>>>>>
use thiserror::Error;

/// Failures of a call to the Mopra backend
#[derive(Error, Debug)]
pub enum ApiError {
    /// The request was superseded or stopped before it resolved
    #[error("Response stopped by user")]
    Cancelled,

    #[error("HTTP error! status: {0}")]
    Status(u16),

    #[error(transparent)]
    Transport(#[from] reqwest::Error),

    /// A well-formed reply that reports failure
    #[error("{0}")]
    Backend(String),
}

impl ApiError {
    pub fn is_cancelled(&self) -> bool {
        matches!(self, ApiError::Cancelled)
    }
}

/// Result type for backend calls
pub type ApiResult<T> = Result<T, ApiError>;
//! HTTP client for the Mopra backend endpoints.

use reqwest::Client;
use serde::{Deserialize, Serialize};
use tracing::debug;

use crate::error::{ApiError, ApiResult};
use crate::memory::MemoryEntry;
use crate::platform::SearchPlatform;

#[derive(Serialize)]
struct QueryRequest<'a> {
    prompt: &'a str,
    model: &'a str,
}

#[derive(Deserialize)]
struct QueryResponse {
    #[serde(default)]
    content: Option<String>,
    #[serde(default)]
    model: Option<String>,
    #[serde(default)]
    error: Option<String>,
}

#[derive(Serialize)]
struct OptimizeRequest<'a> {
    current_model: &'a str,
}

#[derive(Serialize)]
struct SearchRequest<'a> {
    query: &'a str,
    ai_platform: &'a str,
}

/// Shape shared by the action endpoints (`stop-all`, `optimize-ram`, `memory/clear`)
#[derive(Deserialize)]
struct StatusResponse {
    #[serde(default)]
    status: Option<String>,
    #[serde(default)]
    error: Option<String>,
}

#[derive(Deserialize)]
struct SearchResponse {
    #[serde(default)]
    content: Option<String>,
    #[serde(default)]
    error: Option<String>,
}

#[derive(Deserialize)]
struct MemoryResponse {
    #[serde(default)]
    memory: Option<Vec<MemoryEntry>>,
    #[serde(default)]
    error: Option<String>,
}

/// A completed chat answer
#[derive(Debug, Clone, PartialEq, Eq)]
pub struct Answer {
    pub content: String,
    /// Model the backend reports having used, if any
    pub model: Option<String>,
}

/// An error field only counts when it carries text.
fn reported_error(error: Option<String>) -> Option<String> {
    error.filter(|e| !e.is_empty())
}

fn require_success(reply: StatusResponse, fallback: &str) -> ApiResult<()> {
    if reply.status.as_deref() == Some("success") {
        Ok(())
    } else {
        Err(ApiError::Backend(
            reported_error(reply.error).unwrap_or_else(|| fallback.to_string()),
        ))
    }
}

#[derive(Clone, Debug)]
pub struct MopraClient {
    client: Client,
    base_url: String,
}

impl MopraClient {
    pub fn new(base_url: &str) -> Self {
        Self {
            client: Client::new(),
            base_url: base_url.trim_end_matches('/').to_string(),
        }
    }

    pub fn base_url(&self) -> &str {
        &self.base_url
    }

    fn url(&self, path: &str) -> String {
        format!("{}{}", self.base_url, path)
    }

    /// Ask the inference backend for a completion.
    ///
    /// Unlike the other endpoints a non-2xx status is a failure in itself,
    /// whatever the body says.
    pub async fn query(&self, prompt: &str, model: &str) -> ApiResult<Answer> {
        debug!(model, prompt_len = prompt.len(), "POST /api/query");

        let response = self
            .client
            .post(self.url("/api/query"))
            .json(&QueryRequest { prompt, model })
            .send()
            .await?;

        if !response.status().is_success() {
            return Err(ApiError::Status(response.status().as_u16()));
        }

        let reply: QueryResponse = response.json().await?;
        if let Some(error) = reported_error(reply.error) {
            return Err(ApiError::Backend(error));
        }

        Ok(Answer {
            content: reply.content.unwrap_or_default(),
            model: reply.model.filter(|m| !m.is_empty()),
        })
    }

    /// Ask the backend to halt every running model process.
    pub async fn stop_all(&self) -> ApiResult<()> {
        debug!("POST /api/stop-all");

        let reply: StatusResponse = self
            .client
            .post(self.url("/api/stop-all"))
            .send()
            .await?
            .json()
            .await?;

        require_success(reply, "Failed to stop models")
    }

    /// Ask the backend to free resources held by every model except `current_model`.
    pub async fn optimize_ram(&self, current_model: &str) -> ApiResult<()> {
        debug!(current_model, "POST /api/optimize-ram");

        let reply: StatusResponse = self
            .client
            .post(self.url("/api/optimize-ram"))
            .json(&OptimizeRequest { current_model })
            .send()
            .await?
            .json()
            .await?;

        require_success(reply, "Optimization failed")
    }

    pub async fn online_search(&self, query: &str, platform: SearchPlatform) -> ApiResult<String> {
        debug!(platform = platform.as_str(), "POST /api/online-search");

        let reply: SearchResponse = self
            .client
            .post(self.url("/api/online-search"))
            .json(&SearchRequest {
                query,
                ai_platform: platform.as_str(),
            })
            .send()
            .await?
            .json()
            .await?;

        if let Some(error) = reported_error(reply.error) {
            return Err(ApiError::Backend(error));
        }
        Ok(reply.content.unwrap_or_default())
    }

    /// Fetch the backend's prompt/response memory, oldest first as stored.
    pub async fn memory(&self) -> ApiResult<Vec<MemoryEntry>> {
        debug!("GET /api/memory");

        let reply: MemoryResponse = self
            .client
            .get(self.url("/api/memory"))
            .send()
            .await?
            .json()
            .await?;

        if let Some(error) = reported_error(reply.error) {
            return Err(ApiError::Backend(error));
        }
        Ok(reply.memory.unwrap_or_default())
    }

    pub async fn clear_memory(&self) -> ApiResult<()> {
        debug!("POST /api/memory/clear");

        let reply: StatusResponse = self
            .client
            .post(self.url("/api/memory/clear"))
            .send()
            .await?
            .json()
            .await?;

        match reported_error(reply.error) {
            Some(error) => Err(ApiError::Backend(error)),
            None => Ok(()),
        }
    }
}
<<<<<
» WORK TO COMPLETE
Output all entries again exactly; no line may be altered.

» YOUR SOLUTION
use thiserror::Error;

/// Failures of a call to the Mopra backend
#[derive(Error, Debug)]
pub enum ApiError {
    /// The request was superseded or stopped before it resolved
    #[error("Response stopped by user")]
    Cancelled,

    #[error("HTTP error! status: {0}")]
    Status(u16),

    #[error(transparent)]
    Transport(#[from] reqwest::Error),

    /// A well-formed reply that reports failure
    #[error("{0}")]
    Backend(String),
}

impl ApiError {
    pub fn is_cancelled(&self) -> bool {
        matches!(self, ApiError::Cancelled)
    }
}

/// Result type for backend calls
pub type ApiResult<T> = Result<T, ApiError>;
//! HTTP client for the Mopra backend endpoints.

use reqwest::Client;
use serde::{Deserialize, Serialize};
use tracing::debug;

use crate::error::{ApiError, ApiResult};
use crate::memory::MemoryEntry;
use crate::platform::SearchPlatform;

#[derive(Serialize)]
struct QueryRequest<'a> {
    prompt: &'a str,
    model: &'a str,
}

#[derive(Deserialize)]
struct QueryResponse {
    #[serde(default)]
    content: Option<String>,
    #[serde(default)]
    model: Option<String>,
    #[serde(default)]
    error: Option<String>,
}

#[derive(Serialize)]
struct OptimizeRequest<'a> {
    current_model: &'a str,
}

#[derive(Serialize)]
struct SearchRequest<'a> {
    query: &'a str,
    ai_platform: &'a str,
}

/// Shape shared by the action endpoints (`stop-all`, `optimize-ram`, `memory/clear`)
#[derive(Deserialize)]
struct StatusResponse {
    #[serde(default)]
    status: Option<String>,
    #[serde(default)]
    error: Option<String>,
}

#[derive(Deserialize)]
struct SearchResponse {
    #[serde(default)]
    content: Option<String>,
    #[serde(default)]
    error: Option<String>,
}

#[derive(Deserialize)]
struct MemoryResponse {
    #[serde(default)]
    memory: Option<Vec<MemoryEntry>>,
    #[serde(default)]
    error: Option<String>,
}

/// A completed chat answer
#[derive(Debug, Clone, PartialEq, Eq)]
pub struct Answer {
    pub content: String,
    /// Model the backend reports having used, if any
    pub model: Option<String>,
}

/// An error field only counts when it carries text.
fn reported_error(error: Option<String>) -> Option<String> {
    error.filter(|e| !e.is_empty())
}

fn require_success(reply: StatusResponse, fallback: &str) -> ApiResult<()> {
    if reply.status.as_deref() == Some("success") {
        Ok(())
    } else {
        Err(ApiError::Backend(
            reported_error(reply.error).unwrap_or_else(|| fallback.to_string()),
        ))
    }
}

#[derive(Clone, Debug)]
pub struct MopraClient {
    client: Client,
    base_url: String,
}

impl MopraClient {
    pub fn new(base_url: &str) -> Self {
        Self {
            client: Client::new(),
            base_url: base_url.trim_end_matches('/').to_string(),
        }
    }

    pub fn base_url(&self) -> &str {
        &self.base_url
    }

    fn url(&self, path: &str) -> String {
        format!("{}{}", self.base_url, path)
    }

    /// Ask the inference backend for a completion.
    ///
    /// Unlike the other endpoints a non-2xx status is a failure in itself,
    /// whatever the body says.
    pub async fn query(&self, prompt: &str, model: &str) -> ApiResult<Answer> {
        debug!(model, prompt_len = prompt.len(), "POST /api/query");

        let response = self
            .client
            .post(self.url("/api/query"))
            .json(&QueryRequest { prompt, model })
            .send()
            .await?;

        if !response.status().is_success() {
            return Err(ApiError::Status(response.status().as_u16()));
        }

        let reply: QueryResponse = response.json().await?;
        if let Some(error) = reported_error(reply.error) {
            return Err(ApiError::Backend(error));
        }

        Ok(Answer {
            content: reply.content.unwrap_or_default(),
            model: reply.model.filter(|m| !m.is_empty()),
        })
    }

    /// Ask the backend to halt every running model process.
    pub async fn stop_all(&self) -> ApiResult<()> {
        debug!("POST /api/stop-all");

        let reply: StatusResponse = self
            .client
            .post(self.url("/api/stop-all"))
            .send()
            .await?
            .json()
            .await?;

        require_success(reply, "Failed to stop models")
    }

    /// Ask the backend to free resources held by every model except `current_model`.
    pub async fn optimize_ram(&self, current_model: &str) -> ApiResult<()> {
        debug!(current_model, "POST /api/optimize-ram");

        let reply: StatusResponse = self
            .client
            .post(self.url("/api/optimize-ram"))
            .json(&OptimizeRequest { current_model })
            .send()
            .await?
            .json()
            .await?;

        require_success(reply, "Optimization failed")
    }

    pub async fn online_search(&self, query: &str, platform: SearchPlatform) -> ApiResult<String> {
        debug!(platform = platform.as_str(), "POST /api/online-search");

        let reply: SearchResponse = self
            .client
            .post(self.url("/api/online-search"))
            .json(&SearchRequest {
                query,
                ai_platform: platform.as_str(),
            })
            .send()
            .await?
            .json()
            .await?;

        if let Some(error) = reported_error(reply.error) {
            return Err(ApiError::Backend(error));
        }
        Ok(reply.content.unwrap_or_default())
    }

    /// Fetch the backend's prompt/response memory, oldest first as stored.
    pub async fn memory(&self) -> ApiResult<Vec<MemoryEntry>> {
        debug!("GET /api/memory");

        let reply: MemoryResponse = self
            .client
            .get(self.url("/api/memory"))
            .send()
            .await?
            .json()
            .await?;

        if let Some(error) = reported_error(reply.error) {
            return Err(ApiError::Backend(error));
        }
        Ok(reply.memory.unwrap_or_default())
    }

    pub async fn clear_memory(&self) -> ApiResult<()> {
        debug!("POST /api/memory/clear");

        let reply: StatusResponse = self
            .client
            .post(self.url("/api/memory/clear"))
            .send()
            .await?
            .json()
            .await?;

        match reported_error(reply.error) {
            Some(error) => Err(ApiError::Backend(error)),
            None => Ok(()),
        }
    }
}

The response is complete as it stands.